The U.S. Court of Appeals for the Ninth Circuit twice upheld the Trump administration’s final rule to block Title X family planning funding to facilities that perform abortions. These facilities must maintain separate finances and physical locations from clinics that perform abortions. They may not provide abortion counseling or referrals.
The U.S. Court of Appeals for the Fourth Circuit blocked the rule.
The U.S. Department of Health and Human Services said the rule “is a reasonable interpretation of § 1008, it does not conflict with the 1996 appropriations rider or other aspects of Title X, and its implementation of the limits on what Title X funds can support does not implicate the restrictions found in § 1554 of the ACA [Obamacare]. Moreover, the Final Rule is not arbitrary and capricious because HHS properly examined the relevant considerations and gave reasonable explanations.”
The U.S. Supreme Court agreed on Monday to hear arguments in the case. Legal firm Alliance Defending Freedom (ADF) filed an amicus brief to the court. An excerpt of an article on the site (emphasis added):
The U.S. Court of Appeals for the 4th Circuit blocked the HHS regulations in Maryland while a 9th Circuit decision in a separate case upheld them. The rulings create a split between the circuits that only the Supreme Court can resolve.

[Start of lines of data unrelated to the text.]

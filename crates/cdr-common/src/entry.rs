//! Persisted entities: failed-call entries and processed-file markers.

use chrono::{DateTime, Utc};
use serde::{Deserialize, Serialize};
use std::fmt;

use crate::record::{DecodedRecord, FailureVerdict, RecordKey};

/// Hex-encoded content digest of a source file.
#[derive(Debug, Clone, PartialEq, Eq, Hash, Serialize, Deserialize)]
#[serde(transparent)]
pub struct Fingerprint(pub String);

impl Fingerprint {
    pub fn as_str(&self) -> &str {
        &self.0
    }

    /// Abbreviated form for log lines: the first 12 characters.
    pub fn short(&self) -> &str {
        match self.0.char_indices().nth(12) {
            Some((end, _)) => &self.0[..end],
            None => &self.0,
        }
    }
}

impl fmt::Display for Fingerprint {
    fn fmt(&self, f: &mut fmt::Formatter<'_>) -> fmt::Result {
        f.write_str(&self.0)
    }
}

/// Projection of a failed call leg as stored.
///
/// Unique by `(call_id, origination)`; inserted once and never updated.
#[derive(Debug, Clone, PartialEq, Serialize, Deserialize)]
pub struct FailedCallEntry {
    pub call_id: String,
    pub origination: DateTime<Utc>,
    pub calling_number: String,
    pub original_called_number: String,
    pub final_called_number: String,
    pub orig_cause: u32,
    pub dest_cause: u32,
    /// Grouping key for cause histograms.
    pub primary_cause: u32,
    pub failure_reason: String,
    pub duration_secs: u32,
    pub orig_device: String,
    pub dest_device: String,
    pub orig_ip: String,
    pub dest_ip: String,
    /// Fingerprint of the file the entry was first seen in.
    pub file_fingerprint: String,
}

impl FailedCallEntry {
    /// Build the persisted projection of a record classified as failed.
    pub fn from_record(
        record: &DecodedRecord,
        verdict: &FailureVerdict,
        fingerprint: &Fingerprint,
    ) -> Self {
        FailedCallEntry {
            call_id: record.call_id.clone(),
            origination: record.origination,
            calling_number: record.calling_number.clone(),
            original_called_number: record.original_called_number.clone(),
            final_called_number: record.final_called_number.clone(),
            orig_cause: record.orig_cause_or_none().value(),
            dest_cause: record.dest_cause_or_none().value(),
            primary_cause: verdict.primary_cause_code.value(),
            failure_reason: verdict.reason.clone(),
            duration_secs: record.duration_secs,
            orig_device: record.orig_device.clone(),
            dest_device: record.dest_device.clone(),
            orig_ip: record.orig_ip.clone(),
            dest_ip: record.dest_ip.clone(),
            file_fingerprint: fingerprint.0.clone(),
        }
    }

    pub fn key(&self) -> RecordKey {
        RecordKey {
            call_id: self.call_id.clone(),
            origination: self.origination,
        }
    }
}

/// Marks a source file as fully processed.
///
/// Unique by filename. A marker only matches a later delivery when the
/// fingerprint is identical; changed content means reprocessing.
#[derive(Debug, Clone, PartialEq, Eq, Serialize, Deserialize)]
pub struct ProcessedFileMarker {
    pub filename: String,
    pub fingerprint: Fingerprint,
    pub total_records: u64,
    pub failed_records: u64,
    pub processed_at: DateTime<Utc>,
}

impl ProcessedFileMarker {
    pub fn new(
        filename: impl Into<String>,
        fingerprint: Fingerprint,
        total_records: u64,
        failed_records: u64,
    ) -> Self {
        ProcessedFileMarker {
            filename: filename.into(),
            fingerprint,
            total_records,
            failed_records,
            processed_at: Utc::now(),
        }
    }
}
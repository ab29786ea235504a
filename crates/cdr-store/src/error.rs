//! Error types for store operations.

use thiserror::Error;

/// Errors that can occur while reading or writing the failed-call store.
#[derive(Error, Debug)]
pub enum StoreError {
    /// SQLite error
    #[error("SQLite error: {0}")]
    Sqlite(#[from] rusqlite::Error),

    /// I/O error
    #[error("I/O error: {0}")]
    Io(#[from] std::io::Error),

    /// Database was created by a newer schema
    #[error("unsupported store schema version: {found} (supported: {supported})")]
    UnsupportedSchema { found: i64, supported: i64 },

    /// A stored row could not be mapped back into a typed entity
    #[error("corrupt row in {table}: {message}")]
    CorruptRow { table: &'static str, message: String },
}

/// Result type alias for store operations.
pub type Result<T> = std::result::Result<T, StoreError>;
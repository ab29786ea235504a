//! CDR record decoder.
//!
//! Turns raw file bytes into [`DecodedRecord`]s. Each physical line is split
//! into fields (comma delimited, double-quote aware) and decoded in one step.
//! Rows that are not call legs, or that fail field-level decoding, are skipped
//! and counted; nothing a single line contains can abort a file.

use std::fs::File;
use std::io::{self, BufRead, BufReader};
use std::path::Path;

use cdr_common::{CauseCode, DecodedRecord, CALL_LEG_RECORD_TYPE};
use chrono::{DateTime, TimeZone, Utc};
use serde::Serialize;
use tracing::trace;

use crate::fields::{FieldName, SchemaVersion, MIN_FIELD_COUNT};

/// Why a line produced no record.
#[derive(Debug, Clone, PartialEq, Eq)]
pub enum SkipReason {
    /// Fewer than [`MIN_FIELD_COUNT`] fields.
    TooShort { fields: usize },
    /// Header, start/stop marker, or any non call-leg row.
    RecordType { tag: i64 },
    /// A field value could not be decoded.
    Invalid { field: FieldName, value: String },
}

impl std::fmt::Display for SkipReason {
    fn fmt(&self, f: &mut std::fmt::Formatter<'_>) -> std::fmt::Result {
        match self {
            SkipReason::TooShort { fields } => write!(f, "only {fields} fields"),
            SkipReason::RecordType { tag } => write!(f, "record type {tag}"),
            SkipReason::Invalid { field, value } => {
                write!(f, "invalid {}: {:?}", field.column_name(), value)
            }
        }
    }
}

/// Records decoded from one input, plus per-reason skip counts.
#[derive(Debug, Clone, Default, Serialize)]
pub struct DecodeOutcome {
    #[serde(skip)]
    pub records: Vec<DecodedRecord>,
    pub lines_scanned: u64,
    pub skipped_short: u64,
    pub skipped_record_type: u64,
    pub skipped_invalid: u64,
}

impl DecodeOutcome {
    pub fn skipped(&self) -> u64 {
        self.skipped_short + self.skipped_record_type + self.skipped_invalid
    }

    fn count_skip(&mut self, reason: &SkipReason) {
        match reason {
            SkipReason::TooShort { .. } => self.skipped_short += 1,
            SkipReason::RecordType { .. } => self.skipped_record_type += 1,
            SkipReason::Invalid { .. } => self.skipped_invalid += 1,
        }
    }
}

/// Split one physical line into fields.
///
/// Commas delimit fields. A field starting with `"` runs to the matching
/// closing quote, and `""` inside it is a literal quote. A trailing `\r\n` or
/// `\n` is dropped. An empty line yields no fields.
pub fn split_line(line: &str) -> Vec<String> {
    let line = line.trim_end_matches(|c: char| c == '\n' || c == '\r');
    if line.is_empty() {
        return Vec::new();
    }

    let mut fields = Vec::new();
    let mut current = String::new();
    let mut in_quotes = false;
    let mut chars = line.chars().peekable();

    while let Some(c) = chars.next() {
        if in_quotes {
            if c == '"' {
                if chars.peek() == Some(&'"') {
                    current.push('"');
                    chars.next();
                } else {
                    in_quotes = false;
                }
            } else {
                current.push(c);
            }
        } else {
            match c {
                ',' => fields.push(std::mem::take(&mut current)),
                '"' => in_quotes = true,
                _ => current.push(c),
            }
        }
    }
    fields.push(current);
    fields
}

/// Decode already-split fields into a record.
pub fn decode_fields<S: AsRef<str>>(
    fields: &[S],
    schema: SchemaVersion,
) -> Result<DecodedRecord, SkipReason> {
    if fields.len() < MIN_FIELD_COUNT {
        return Err(SkipReason::TooShort {
            fields: fields.len(),
        });
    }

    let tag = schema.field_value_as_int(fields, FieldName::RecordType, 0);
    if tag != i64::from(CALL_LEG_RECORD_TYPE) {
        return Err(SkipReason::RecordType { tag });
    }

    let text = |name: FieldName| schema.field_value(fields, name).to_string();
    let invalid = |name: FieldName| SkipReason::Invalid {
        field: name,
        value: schema.field_value(fields, name).to_string(),
    };

    let origination = epoch(schema.field_value(fields, FieldName::Origination))
        .ok_or_else(|| invalid(FieldName::Origination))?;

    let duration = schema.field_value_as_int(fields, FieldName::Duration, 0);
    let duration_secs = u32::try_from(duration).map_err(|_| invalid(FieldName::Duration))?;

    let orig_cause =
        cause(schema, fields, FieldName::OrigCause).map_err(|_| invalid(FieldName::OrigCause))?;
    let dest_cause =
        cause(schema, fields, FieldName::DestCause).map_err(|_| invalid(FieldName::DestCause))?;

    Ok(DecodedRecord {
        record_type: CALL_LEG_RECORD_TYPE,
        call_id: format!(
            "{}-{}",
            schema.field_value(fields, FieldName::ClusterId),
            schema.field_value(fields, FieldName::CallId)
        ),
        origination,
        connect: epoch(schema.field_value(fields, FieldName::Connect)),
        disconnect: epoch(schema.field_value(fields, FieldName::Disconnect)),
        calling_number: text(FieldName::CallingNumber),
        original_called_number: text(FieldName::OriginalCalledNumber),
        final_called_number: text(FieldName::FinalCalledNumber),
        last_redirect_dn: text(FieldName::LastRedirectDn),
        calling_partition: text(FieldName::CallingPartition),
        original_called_partition: text(FieldName::OriginalCalledPartition),
        final_called_partition: text(FieldName::FinalCalledPartition),
        last_redirect_partition: text(FieldName::LastRedirectPartition),
        orig_cause,
        dest_cause,
        duration_secs,
        orig_device: text(FieldName::OrigDevice),
        dest_device: text(FieldName::DestDevice),
        orig_ip: text(FieldName::OrigIp),
        dest_ip: text(FieldName::DestIp),
        hunt_pilot_dn: text(FieldName::HuntPilotDn),
        hunt_pilot_partition: text(FieldName::HuntPilotPartition),
    })
}

/// Decode one physical line.
pub fn decode_line(line: &str, schema: SchemaVersion) -> Result<DecodedRecord, SkipReason> {
    decode_fields(&split_line(line), schema)
}

/// Decode every line of `reader`, consuming it once.
///
/// Invalid UTF-8 is replaced rather than rejected. Only an I/O error from the
/// reader itself is returned as an error.
pub fn decode_reader<R: BufRead>(
    mut reader: R,
    schema: SchemaVersion,
) -> io::Result<DecodeOutcome> {
    let mut outcome = DecodeOutcome::default();
    let mut buf = Vec::new();

    loop {
        buf.clear();
        if reader.read_until(b'\n', &mut buf)? == 0 {
            break;
        }
        outcome.lines_scanned += 1;

        let line = String::from_utf8_lossy(&buf);
        match decode_line(&line, schema) {
            Ok(record) => outcome.records.push(record),
            Err(reason) => {
                trace!(line = outcome.lines_scanned, %reason, "Skipped CDR line");
                outcome.count_skip(&reason);
            }
        }
    }

    Ok(outcome)
}

/// Open and decode a file.
pub fn decode_path(path: &Path, schema: SchemaVersion) -> io::Result<DecodeOutcome> {
    let file = File::open(path)?;
    decode_reader(BufReader::new(file), schema)
}

/// Epoch seconds; `0`, negative, or unparsable means absent.
fn epoch(raw: &str) -> Option<DateTime<Utc>> {
    match raw.parse::<i64>() {
        Ok(secs) if secs > 0 => Utc.timestamp_opt(secs, 0).single(),
        _ => None,
    }
}

/// Cause value; empty, unparsable, or `0` means absent. Negative or
/// out-of-range values are an error.
fn cause<S: AsRef<str>>(
    schema: SchemaVersion,
    fields: &[S],
    name: FieldName,
) -> Result<Option<CauseCode>, std::num::TryFromIntError> {
    let value = schema.field_value_as_int(fields, name, 0);
    let code = u32::try_from(value)?;
    Ok((code != 0).then_some(CauseCode(code)))
}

In November of last year, Alliance Defending Freedom attorneys representing two pro-life medical associations filed a friend-of-the-court brief encouraging the Supreme Court to take the case. The brief explained that the HHS final rule essentially revives one that the high court already found constitutional in a previous case and should therefore be upheld.
“The Supreme Court should affirm that HHS has the authority to issue a rule that the high court already deemed constitutional,” ADF Senior Counsel and Vice President of Appellate Advocacy John Bursch said. “There is no role for the courts to impose their own policy preferences in place of duly enacted laws and proper regulations,” Bursch said.”